The Finnish government published on 12 August 2022, a preliminary draft of a proposal for an exit tax for individuals.1  The exit tax would subject individuals with significant non-real estate assets to a capital gains tax on the increased value of their assets when moving away from Finland. The preliminary draft will be available for comment by various interest groups and experts until 12 September 2022, and is expected to spark a lively debate due to the controversial nature of the proposed tax.

WHY THIS MATTERS

The proposal is currently intended to come into force in the beginning of 2023. Wealthy individuals planning to move out of Finland need to be aware of these possible new rules. It is recommended that employers review the circumstances and cases when a Finnish individual is sent on assignment abroad or a foreign employee relocates to Finland, to understand the impact of the proposed exit tax rules. 

Background

If enacted, the proposed exit tax (Arvonnousuvero in Finnish, literally translated as “tax on increased value”) would lead to a significant expansion of Finland’s right to tax the assets of wealthy individuals who move away from Finland. Most non-real estate types of income would be subject to the tax, including:

  • company shares
  • shares in national and foreign investment funds
  • options
  • futures
  • capital redemption policies
  • endowment insurance
  • pension insurances
  • virtual currencies

Exit taxes are already in use in many European countries. In the jurisprudence of the EU court, exit taxes have as a main rule not been viewed as being contrary to any of the EU treaties, provided that the payment of the tax can be postponed until the individual actually sells the assets subject to exit tax.2 Among the Nordic countries, Denmark and Norway have exit taxes, while in Sweden an exit tax proposed in 2018 was eventually canceled due to criticism.

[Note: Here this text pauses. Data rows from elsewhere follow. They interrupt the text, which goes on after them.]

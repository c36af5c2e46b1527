/// Display and drawing-buffer sizes of a render surface
use std::fmt;

/// Size of a drawing buffer in physical pixels
#[derive(Debug, Clone, Copy, PartialEq, Eq, Hash, Default)]
pub struct PixelSize {
    pub width: u32,
    pub height: u32,
}

impl PixelSize {
    pub const fn new(width: u32, height: u32) -> Self {
        Self { width, height }
    }

    pub fn area(&self) -> usize {
        self.width as usize * self.height as usize
    }
}

impl fmt::Display for PixelSize {
    fn fmt(&self, f: &mut fmt::Formatter<'_>) -> fmt::Result {
        write!(f, "{}x{}", self.width, self.height)
    }
}

/// How large the surface is shown: CSS (logical) size plus the display's
/// device pixel ratio
#[derive(Debug, Clone, Copy, PartialEq)]
pub struct DisplaySize {
    pub css_width: f64,
    pub css_height: f64,
    pub device_pixel_ratio: f64,
}

impl DisplaySize {
    pub fn new(css_width: f64, css_height: f64, device_pixel_ratio: f64) -> Self {
        Self {
            css_width,
            css_height,
            device_pixel_ratio,
        }
    }

    /// Backing size in device pixels, truncated toward zero.
    pub fn drawing_buffer_size(&self) -> PixelSize {
        PixelSize {
            width: (self.css_width * self.device_pixel_ratio) as u32,
            height: (self.css_height * self.device_pixel_ratio) as u32,
        }
    }

    /// Width over height of the displayed element, `None` while it has no height.
    pub fn aspect(&self) -> Option<f32> {
        if self.css_height > 0.0 {
            Some((self.css_width / self.css_height) as f32)
        } else {
            None
        }
    }

    /// The buffer size to switch to, or `None` if `current` already matches.
    pub fn resize_from(&self, current: PixelSize) -> Option<PixelSize> {
        let wanted = self.drawing_buffer_size();
        (wanted != current).then_some(wanted)
    }
}

#[cfg(test)]
mod tests {
    use super::*;

    #[test]
    fn test_buffer_size_truncates() {
        let display = DisplaySize::new(333.0, 101.0, 1.5);
        // 499.5 x 151.5
        assert_eq!(display.drawing_buffer_size(), PixelSize::new(499, 151));
    }

    #[test]
    fn test_buffer_size_for_many_ratios() {
        for ratio in [0.5, 1.0, 1.25, 2.0, 2.625, 3.0] {
            for (w, h) in [(300.0, 150.0), (1.0, 1.0), (1023.5, 767.25)] {
                let display = DisplaySize::new(w, h, ratio);
                let size = display.drawing_buffer_size();
                assert_eq!(size.width, (w * ratio).trunc() as u32);
                assert_eq!(size.height, (h * ratio).trunc() as u32);
            }
        }
    }

    #[test]
    fn test_resize_only_when_different() {
        let display = DisplaySize::new(300.0, 150.0, 2.0);
        assert_eq!(display.resize_from(PixelSize::new(300, 150)), Some(PixelSize::new(600, 300)));
        assert_eq!(display.resize_from(PixelSize::new(600, 300)), None);
    }

    #[test]
    fn test_zero_height_has_no_aspect() {
        assert_eq!(DisplaySize::new(300.0, 0.0, 1.0).aspect(), None);
        assert_eq!(DisplaySize::new(300.0, 150.0, 1.0).aspect(), Some(2.0));
    }

    #[test]
    fn test_display_format() {
        assert_eq!(PixelSize::new(640, 480).to_string(), "640x480");
    }
}
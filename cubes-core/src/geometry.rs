/// Geometry primitives for the cube scene
use nalgebra::{Point3, Vector3};

/// Floats per interleaved vertex: position (3) followed by normal (3)
pub const FLOATS_PER_VERTEX: usize = 6;

/// A 3D vertex with position and normal
#[derive(Debug, Clone, Copy, PartialEq)]
pub struct Vertex {
    pub position: Point3<f32>,
    pub normal: Vector3<f32>,
}

impl Vertex {
    pub fn new(position: Point3<f32>, normal: Vector3<f32>) -> Self {
        Self { position, normal }
    }
}

/// A triangle face defined by three vertices, wound counter-clockwise
/// when seen from the side its normal points to
#[derive(Debug, Clone)]
pub struct Triangle {
    pub vertices: [Vertex; 3],
}

impl Triangle {
    pub fn new(v0: Vertex, v1: Vertex, v2: Vertex) -> Self {
        Self {
            vertices: [v0, v1, v2],
        }
    }

    /// Calculate the face normal from the triangle's winding
    pub fn calculate_normal(&self) -> Vector3<f32> {
        let v0 = self.vertices[0].position;
        let v1 = self.vertices[1].position;
        let v2 = self.vertices[2].position;

        let edge1 = v1 - v0;
        let edge2 = v2 - v0;

        edge1.cross(&edge2).normalize()
    }
}

/// A 3D mesh composed of triangles
#[derive(Debug, Clone, Default)]
pub struct Mesh {
    pub triangles: Vec<Triangle>,
}

impl Mesh {
    pub fn with_capacity(capacity: usize) -> Self {
        Self {
            triangles: Vec::with_capacity(capacity),
        }
    }

    pub fn add_triangle(&mut self, triangle: Triangle) {
        self.triangles.push(triangle);
    }

    /// Axis-aligned box centred on the origin, two triangles per face.
    pub fn box_geometry(width: f32, height: f32, depth: f32) -> Self {
        let half = Vector3::new(width / 2.0, height / 2.0, depth / 2.0);
        let mut mesh = Self::with_capacity(12);

        // (normal, u axis, v axis): u × v == normal keeps the winding outward
        let faces = [
            (Vector3::x(), -Vector3::z(), Vector3::y()),
            (-Vector3::x(), Vector3::z(), Vector3::y()),
            (Vector3::y(), Vector3::x(), -Vector3::z()),
            (-Vector3::y(), Vector3::x(), Vector3::z()),
            (Vector3::z(), Vector3::x(), Vector3::y()),
            (-Vector3::z(), -Vector3::x(), Vector3::y()),
        ];

        for (normal, u, v) in faces {
            let corner = |su: f32, sv: f32| {
                let offset = normal + u * su + v * sv;
                Vertex::new(Point3::from(offset.component_mul(&half)), normal)
            };
            let (a, b, c, d) = (
                corner(-1.0, -1.0),
                corner(1.0, -1.0),
                corner(1.0, 1.0),
                corner(-1.0, 1.0),
            );
            mesh.add_triangle(Triangle::new(a, b, c));
            mesh.add_triangle(Triangle::new(a, c, d));
        }

        mesh
    }

    pub fn vertex_count(&self) -> usize {
        self.triangles.len() * 3
    }

    /// Flatten into `[px, py, pz, nx, ny, nz]` per vertex for GPU upload.
    pub fn interleaved(&self) -> Vec<f32> {
        let mut data = Vec::with_capacity(self.vertex_count() * FLOATS_PER_VERTEX);
        for vertex in self.triangles.iter().flat_map(|t| t.vertices.iter()) {
            data.extend_from_slice(&[
                vertex.position.x,
                vertex.position.y,
                vertex.position.z,
                vertex.normal.x,
                vertex.normal.y,
                vertex.normal.z,
            ]);
        }
        data
    }
}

The purpose of the Finnish exit tax is to increase tax revenue and to close a loophole within Finnish tax law allowing individuals who own assets that have increased in value to move to a country that does not tax capital gains (or that has much lower tax rates for capital gains) and then sell the assets with minimal tax consequence. In Finland, capital gains are typically taxed at a tax rate between 30-34%, whereas, for example, Switzerland (which is explicitly used as an example in the government’s preliminary draft) does not tax capital gains at all. Exit taxes are already used in Finland in corporate taxation and certain stock share exchange situations, but a general exit tax for private individuals has not previously been in use in Finland.

Content of proposal

The exit tax would apply to individuals moving from Finland who before moving have had their tax treaty residence and been tax residents (based on national law) in Finland for at least 4 years of the previous 10 years. Additionally, for the exit tax to apply, the value of the individual’s assets must meet certain criteria. On the date before the individual moves from Finland, the assets subject to exit tax must at minimum:

  • be valued at EUR 500,000, and
  • have a EUR 100,000 hypothetical capital gain

The exit tax would be triggered by either the tax treaty residence changing or the individual becoming a non-tax resident in Finland. The tax basis is the assets’ total increased value (potential decreases in an asset’s value are also accounted for) from the time when the individual lived in Finland and the tax rate would be calculated using the standard capital gains tax rates (30-34%).

  • Example: An individual buys company shares for EUR 400,000, which are later valued at EUR 600,000 when the individual moves away from Finland. In this case the potential exit tax on the company shares would be calculated as follows: (EUR 600,000 – EUR 400,000) * approx. 34% = EUR 68,000.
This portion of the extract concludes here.